List every line in this data where the string "dropped" occurs.

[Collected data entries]
>>>
//! Busy Flags
//!
//! Single-outstanding-operation guards. Acquiring a held flag fails instead
//! of waiting, so a second request while one is in flight is simply dropped.

use std::sync::atomic::{AtomicBool, Ordering};

#[derive(Debug, Default)]
pub struct BusyFlag {
    busy: AtomicBool,
}

impl BusyFlag {
    pub fn new() -> Self {
        Self::default()
    }

    /// Claim the flag, or `None` if it is already held.
    pub fn try_acquire(&self) -> Option<BusyGuard<'_>> {
        self.busy
            .compare_exchange(false, true, Ordering::AcqRel, Ordering::Acquire)
            .ok()
            .map(|_| BusyGuard { flag: &self.busy })
    }

    pub fn is_busy(&self) -> bool {
        self.busy.load(Ordering::Acquire)
    }
}

/// Releases the flag when dropped.
#[derive(Debug)]
pub struct BusyGuard<'a> {
    flag: &'a AtomicBool,
}

impl Drop for BusyGuard<'_> {
    fn drop(&mut self) {
        self.flag.store(false, Ordering::Release);
    }
}
//! Application State
//!
//! Owns every service the commands operate on: the configuration, the shared
//! incident store, the intel and sync services, the briefing service and the
//! per-operation busy flags.

use std::sync::Arc;

use tokio::sync::RwLock;

use aegis_command_core::Coordinates;
use aegis_command_llm::{
    GeminiLiveConnector, GeminiProvider, GenerativeModel, LiveConnector, ProviderConfig,
};

use crate::models::response::{DashboardSummary, DashboardView};
use crate::models::settings::AppConfig;
use crate::services::briefing::BriefingService;
use crate::services::busy::BusyFlag;
use crate::services::intel::IntelService;
use crate::services::store::IncidentStore;
use crate::services::sync::SyncCoordinator;
use crate::utils::error::{AppError, AppResult};

/// Application state shared by all commands
pub struct AppState {
    config: AppConfig,
    /// Caller coordinate for the live incident search (overrides config)
    location: Option<Coordinates>,
    store: Arc<RwLock<IncidentStore>>,
    intel: Arc<IntelService>,
    sync: SyncCoordinator,
    briefing: BriefingService,
    satellite_busy: BusyFlag,
    logistics_busy: BusyFlag,
    prevention_busy: BusyFlag,
    social_busy: BusyFlag,
}

impl AppState {
    /// Build state around the given model and live-session connector.
    pub fn new(
        config: AppConfig,
        model: Arc<dyn GenerativeModel>,
        connector: Arc<dyn LiveConnector>,
    ) -> Self {
        let store = Arc::new(RwLock::new(IncidentStore::with_samples(config.alert_capacity)));
        let intel = Arc::new(IntelService::new(model, config.retry));
        let sync = SyncCoordinator::new(
            Arc::clone(&intel),
            Arc::clone(&store),
            config.dedupe_predictions,
        );
        let briefing =
            BriefingService::new(connector, config.live_model.clone(), config.voice.clone());

        Self {
            location: config.default_location,
            config,
            store,
            intel,
            sync,
            briefing,
            satellite_busy: BusyFlag::new(),
            logistics_busy: BusyFlag::new(),
            prevention_busy: BusyFlag::new(),
            social_busy: BusyFlag::new(),
        }
    }

    /// Build state backed by the Gemini services, reading the API key from
    /// the configured environment variable.
    pub fn from_config(config: AppConfig) -> AppResult<Self> {
        config.validate().map_err(AppError::validation)?;
        let api_key = config.resolve_api_key();
        if api_key.is_none() {
            tracing::warn!(env = %config.api_key_env, "API key not set; model calls will fail");
        }

        let provider_config = ProviderConfig {
            api_key,
            base_url: config.base_url.clone(),
            live_url: None,
            model: config.model.clone(),
            proxy: config.resolve_proxy(),
        };
        let live_config = ProviderConfig {
            model: config.live_model.clone(),
            ..provider_config.clone()
        };

        let model = Arc::new(GeminiProvider::new(provider_config)?);
        let connector = Arc::new(GeminiLiveConnector::new(live_config));
        Ok(Self::new(config, model, connector))
    }

    pub fn config(&self) -> &AppConfig {
        &self.config
    }

    pub fn location(&self) -> Option<Coordinates> {
        self.location
    }

    /// Override the caller coordinate for subsequent syncs.
    pub fn set_location(&mut self, location: Option<Coordinates>) -> AppResult<()> {
        if let Some(c) = &location {
            if !c.is_valid() {
                return Err(AppError::validation(format!(
                    "Invalid coordinate: {}, {}",
                    c.lat, c.lng
                )));
            }
        }
        self.location = location;
        Ok(())
    }

    pub fn store(&self) -> &Arc<RwLock<IncidentStore>> {
        &self.store
    }

    pub fn intel(&self) -> &IntelService {
        &self.intel
    }

    pub fn sync(&self) -> &SyncCoordinator {
        &self.sync
    }

    pub fn briefing(&self) -> &BriefingService {
        &self.briefing
    }

    pub fn satellite_busy(&self) -> &BusyFlag {
        &self.satellite_busy
    }

    pub fn logistics_busy(&self) -> &BusyFlag {
        &self.logistics_busy
    }

    pub fn prevention_busy(&self) -> &BusyFlag {
        &self.prevention_busy
    }

    pub fn social_busy(&self) -> &BusyFlag {
        &self.social_busy
    }

    pub async fn summary(&self) -> DashboardSummary {
        self.store.read().await.summary()
    }

    /// Snapshot of everything the dashboard renders.
    pub async fn dashboard(&self) -> DashboardView {
        let store = self.store.read().await;
        DashboardView {
            summary: store.summary(),
            alerts: store.alerts().to_vec(),
            social_posts: store.social_posts().to_vec(),
            insight: store.insight().cloned(),
            throttled: self.sync.is_throttled(),
            syncing: self.sync.is_syncing(),
        }
    }
}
<<<
### RESPONSE BELOW
//! of waiting, so a second request while one is in flight is simply dropped.
/// Releases the flag when dropped.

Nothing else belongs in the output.